_Collected data:_
**********
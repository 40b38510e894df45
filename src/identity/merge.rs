//! Offline fuzzy merging of contributor aliases.
//!
//! Every candidate pair is scored on cleaned name tokens and the email
//! local part. Only the two best similarity observations are kept and a
//! pair is merged when their mean reaches `MERGE_THRESHOLD`. Components
//! shorter than `MIN_COMPONENT_LEN` never take part in a comparison.
//!
//! Ids are assigned in a single left-to-right scan: a matched pair shares
//! the smaller of the two ids, but earlier members of a cluster are not
//! revisited, so the grouping is not transitively closed.

use std::collections::{BTreeMap, HashSet};

use super::{BotFilter, UserInfo};
use crate::commits::CommitInfo;

const MIN_COMPONENT_LEN: usize = 3;
const MERGE_THRESHOLD: f64 = 0.95;
const TOP_SCORES: usize = 2;

const NOISE_TOKENS: &[&str] = &["jr", "admin", "support", "anonymous", "anon", "user", "cvs"];
const TIMEZONES: &[&str] = &["cst", "pst", "pdt", "cdt", "gmt", "bst", "cet", "cest"];
const DELIMITERS: &[char] = &[' ', '+', '-', ',', '.', '_', ';'];

/// Keeps only the `capacity` highest values pushed into it.
struct TopScores {
    scores: Vec<f64>,
    capacity: usize,
}

impl TopScores {
    fn new(capacity: usize) -> Self {
        Self {
            scores: Vec::with_capacity(capacity + 1),
            capacity,
        }
    }

    fn push(&mut self, score: f64) {
        self.scores.push(score);
        if self.scores.len() > self.capacity {
            let min_idx = self
                .scores
                .iter()
                .enumerate()
                .min_by(|a, b| a.1.total_cmp(b.1))
                .map(|(i, _)| i)
                .unwrap_or(0);
            self.scores.swap_remove(min_idx);
        }
    }

    fn mean(&self) -> Option<f64> {
        if self.scores.is_empty() {
            return None;
        }
        Some(self.scores.iter().sum::<f64>() / self.scores.len() as f64)
    }
}

pub fn levenshtein(lhs: &str, rhs: &str) -> usize {
    if lhs == rhs {
        return 0;
    }
    let lhs: Vec<char> = lhs.chars().collect();
    let rhs: Vec<char> = rhs.chars().collect();
    if lhs.is_empty() {
        return rhs.len();
    }
    if rhs.is_empty() {
        return lhs.len();
    }

    let mut cost: Vec<usize> = (0..=lhs.len()).collect();
    let mut new_cost = vec![0; lhs.len() + 1];

    for (i, rc) in rhs.iter().enumerate() {
        new_cost[0] = i + 1;
        for (j, lc) in lhs.iter().enumerate() {
            let replace = cost[j] + usize::from(lc != rc);
            let insert = cost[j + 1] + 1;
            let delete = new_cost[j] + 1;
            new_cost[j + 1] = replace.min(insert).min(delete);
        }
        std::mem::swap(&mut cost, &mut new_cost);
    }
    cost[lhs.len()]
}

/// Normalized edit similarity in [0, 1].
pub fn similarity(lhs: &str, rhs: &str) -> f64 {
    let max_len = lhs.chars().count().max(rhs.chars().count());
    if max_len == 0 {
        return 1.0;
    }
    1.0 - levenshtein(lhs, rhs) as f64 / max_len as f64
}

fn flag(value: bool) -> f64 {
    if value { 1.0 } else { 0.0 }
}

fn long_enough(parts: &[&str]) -> bool {
    parts.iter().all(|p| p.chars().count() >= MIN_COMPONENT_LEN)
}

/// Lowercase, split on delimiters, keep letters only, drop noise tokens.
fn clean_name(raw: &str) -> String {
    let lower = raw.to_lowercase().replace(DELIMITERS, " ");
    let letters: String = lower
        .chars()
        .filter(|c| c.is_lowercase() || *c == ' ')
        .collect();
    letters
        .split_whitespace()
        .filter(|t| !NOISE_TOKENS.contains(t) && !TIMEZONES.contains(t))
        .collect::<Vec<_>>()
        .join(" ")
}

struct Candidate {
    info: UserInfo,
    name: String,
    compact_name: String,
    email: String,
    email_base: String,
    first: String,
    last: String,
    penultimate: String,
}

impl Candidate {
    fn new(info: UserInfo) -> Self {
        let name = clean_name(&info.name);
        let email = info.email.to_lowercase();
        let email_base = email.split('@').next().unwrap_or("").to_string();
        let parts: Vec<&str> = name.split(' ').collect();
        let first = parts.first().copied().unwrap_or("").to_string();
        let last = parts.last().copied().unwrap_or("").to_string();
        let penultimate = if parts.len() > 2 {
            parts[parts.len() - 2].to_string()
        } else {
            String::new()
        };
        Self {
            compact_name: name.replace(' ', ""),
            info,
            name,
            email,
            email_base,
            first,
            last,
            penultimate,
        }
    }

    fn is_same_person(&self, other: &Candidate) -> bool {
        let mut top = TopScores::new(TOP_SCORES);

        if long_enough(&[&self.name, &other.name]) {
            top.push(similarity(&self.name, &other.name));
            top.push(flag(self.compact_name == other.name));
            top.push(flag(other.compact_name == self.name));
            top.push(flag(self.compact_name == other.compact_name));
        }

        if long_enough(&[&self.first, &self.last, &other.first, &other.last]) {
            self.compare_name_tokens(other, &mut top);
        }

        if long_enough(&[&self.email_base, &other.email_base]) {
            top.push(2.0 * flag(self.email == other.email));
            top.push(similarity(&self.email_base, &other.email_base));
        }

        if long_enough(&[
            &self.first,
            &self.last,
            &self.email_base,
            &other.first,
            &other.last,
            &other.email_base,
        ]) {
            if self.first != self.last {
                other.email_contains_name_of(self, &mut top);
            }
            if other.first != other.last {
                self.email_contains_name_of(other, &mut top);
            }
        }

        top.mean().is_some_and(|mean| mean >= MERGE_THRESHOLD)
    }

    fn compare_name_tokens(&self, other: &Candidate, top: &mut TopScores) {
        let ff = similarity(&self.first, &other.first);
        if long_enough(&[&self.penultimate, &other.penultimate]) {
            let fp = similarity(&self.first, &other.penultimate);
            let pf = similarity(&self.penultimate, &other.first);
            let both_middle = ff.min(ff.max(fp).max(pf));
            for _ in 0..3 {
                top.push(both_middle);
            }
        } else if long_enough(&[&self.penultimate]) {
            self.compare_with_middle_name(other, top);
        } else if long_enough(&[&other.penultimate]) {
            other.compare_with_middle_name(self, top);
        } else {
            top.push(ff.min(similarity(&self.last, &other.last)));
            top.push(similarity(&self.first, &other.last).min(similarity(&self.last, &other.first)));
        }
    }

    // `self` has a middle name, `other` does not: try "First Last",
    // "Last First" and "Middle Last" readings.
    fn compare_with_middle_name(&self, other: &Candidate, top: &mut TopScores) {
        top.push(similarity(&self.first, &other.first).min(
            similarity(&self.penultimate, &other.last).max(similarity(&self.last, &other.last)),
        ));
        top.push(similarity(&self.first, &other.last).min(
            similarity(&self.penultimate, &other.first).max(similarity(&self.last, &other.first)),
        ));
        top.push(similarity(&self.last, &other.first).min(
            similarity(&self.penultimate, &other.last).max(similarity(&self.first, &other.last)),
        ));
    }

    fn email_contains_name_of(&self, other: &Candidate, top: &mut TopScores) {
        let (Some(first_initial), Some(last_initial)) =
            (other.first.chars().next(), other.last.chars().next())
        else {
            return;
        };
        let initial_last = format!("{first_initial}{}", other.last);
        top.push(flag(self.email_base.contains(&initial_last)));

        let first_initial_of_last = format!("{}{last_initial}", other.first);
        top.push(flag(self.email_base.contains(&first_initial_of_last)));

        top.push(
            2.0 * flag(
                self.email_base.contains(other.first.as_str())
                    && self.email_base.contains(other.last.as_str()),
            ),
        );
    }
}

/// Single pass over all pairs `(i, j)` with `i < j`. A new group id is
/// handed out to every element not yet grouped when its turn comes; a
/// matching pair moves both elements to the smaller id.
fn assign_groups(len: usize, same: impl Fn(usize, usize) -> bool) -> Vec<usize> {
    let mut groups: Vec<Option<usize>> = vec![None; len];
    let mut next_group = 0;
    for i in 0..len {
        let mut current = match groups[i] {
            Some(g) => g,
            None => {
                next_group += 1;
                next_group - 1
            }
        };
        groups[i] = Some(current);
        for j in i + 1..len {
            if !same(i, j) {
                continue;
            }
            match groups[j] {
                Some(group_j) => {
                    current = current.min(group_j);
                    groups[i] = Some(current);
                    groups[j] = Some(current);
                }
                None => groups[j] = Some(current),
            }
        }
    }
    groups.into_iter().map(|g| g.unwrap_or_default()).collect()
}

#[derive(Debug, Clone, Default)]
pub struct UserMerger {
    bots: Option<BotFilter>,
}

impl UserMerger {
    pub fn new(bots: Option<BotFilter>) -> Self {
        Self { bots }
    }

    fn is_bot(&self, user: &UserInfo) -> bool {
        self.bots.as_ref().is_some_and(|b| b.is_bot_user(user))
    }

    /// Distinct non-bot identities seen as author, committer or co-author.
    pub fn collect_identities<'a>(
        &self,
        commits: impl IntoIterator<Item = &'a CommitInfo>,
    ) -> Vec<UserInfo> {
        let mut seen = HashSet::new();
        let mut users = Vec::new();
        for commit in commits {
            let identities = std::iter::once(commit.author.clone())
                .chain(std::iter::once(commit.committer.clone()))
                .chain(crate::commits::co_authors(&commit.message));
            for user in identities {
                if self.is_bot(&user) || !seen.insert(user.clone()) {
                    continue;
                }
                users.push(user);
            }
        }
        users
    }

    /// Group identities judged to be the same person. Groups with a single
    /// distinct email are dropped since they merge nothing.
    pub fn merge_users(&self, users: &[UserInfo]) -> Vec<Vec<UserInfo>> {
        let candidates: Vec<Candidate> = users
            .iter()
            .filter(|u| !self.is_bot(u))
            .cloned()
            .map(Candidate::new)
            .collect();

        let groups_by_index =
            assign_groups(candidates.len(), |i, j| candidates[i].is_same_person(&candidates[j]));

        let mut groups: BTreeMap<usize, Vec<UserInfo>> = BTreeMap::new();
        for (candidate, group) in candidates.into_iter().zip(groups_by_index) {
            groups.entry(group).or_default().push(candidate.info);
        }

        groups
            .into_values()
            .filter(|members| {
                let emails: HashSet<&str> = members.iter().map(|m| m.email.as_str()).collect();
                emails.len() > 1
            })
            .collect()
    }

    pub fn merge_commits<'a>(
        &self,
        commits: impl IntoIterator<Item = &'a CommitInfo>,
    ) -> Vec<Vec<UserInfo>> {
        let users = self.collect_identities(commits);
        self.merge_users(&users)
    }
}

#[cfg(test)]
#[path = "merge_test.rs"]
mod tests;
**********
_Exercise:_ Filter by the word "letters": copy every line of the data that holds it.

_Task result:_
/// Lowercase, split on delimiters, keep letters only, drop noise tokens.
    let letters: String = lower
    letters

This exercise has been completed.